Material supplied Block Start
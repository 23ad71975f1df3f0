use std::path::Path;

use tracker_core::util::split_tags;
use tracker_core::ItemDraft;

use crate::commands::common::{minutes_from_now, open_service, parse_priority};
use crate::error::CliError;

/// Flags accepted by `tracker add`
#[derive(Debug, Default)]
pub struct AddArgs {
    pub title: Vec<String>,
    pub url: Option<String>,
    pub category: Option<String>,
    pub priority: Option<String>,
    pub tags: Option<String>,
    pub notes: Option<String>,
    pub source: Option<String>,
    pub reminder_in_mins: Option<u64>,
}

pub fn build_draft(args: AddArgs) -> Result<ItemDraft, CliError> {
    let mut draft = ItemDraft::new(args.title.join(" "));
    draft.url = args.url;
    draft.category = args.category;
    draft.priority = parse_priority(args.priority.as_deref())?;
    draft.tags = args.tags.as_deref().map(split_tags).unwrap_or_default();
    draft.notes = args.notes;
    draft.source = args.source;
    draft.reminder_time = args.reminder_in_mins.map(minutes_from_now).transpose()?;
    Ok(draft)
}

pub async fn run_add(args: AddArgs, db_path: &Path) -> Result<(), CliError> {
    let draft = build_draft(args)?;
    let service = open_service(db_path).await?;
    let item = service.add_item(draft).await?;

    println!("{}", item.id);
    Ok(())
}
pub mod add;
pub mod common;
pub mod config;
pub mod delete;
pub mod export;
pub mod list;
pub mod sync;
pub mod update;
Material supplied Block End
* [Assignment]: Transcribe the data above completely and exactly.

* [Task output]:
repository 23ad71975f1df3f0
use std::path::Path;

use tracker_core::util::split_tags;
use tracker_core::ItemDraft;

use crate::commands::common::{minutes_from_now, open_service, parse_priority};
use crate::error::CliError;

/// Flags accepted by `tracker add`
#[derive(Debug, Default)]
pub struct AddArgs {
    pub title: Vec<String>,
    pub url: Option<String>,
    pub category: Option<String>,
    pub priority: Option<String>,
    pub tags: Option<String>,
    pub notes: Option<String>,
    pub source: Option<String>,
    pub reminder_in_mins: Option<u64>,
}

pub fn build_draft(args: AddArgs) -> Result<ItemDraft, CliError> {
    let mut draft = ItemDraft::new(args.title.join(" "));
    draft.url = args.url;
    draft.category = args.category;
    draft.priority = parse_priority(args.priority.as_deref())?;
    draft.tags = args.tags.as_deref().map(split_tags).unwrap_or_default();
    draft.notes = args.notes;
    draft.source = args.source;
    draft.reminder_time = args.reminder_in_mins.map(minutes_from_now).transpose()?;
    Ok(draft)
}

pub async fn run_add(args: AddArgs, db_path: &Path) -> Result<(), CliError> {
    let draft = build_draft(args)?;
    let service = open_service(db_path).await?;
    let item = service.add_item(draft).await?;

    println!("{}", item.id);
    Ok(())
}
pub mod add;
pub mod common;
pub mod config;
pub mod delete;
pub mod export;
pub mod list;
pub mod sync;
pub mod update;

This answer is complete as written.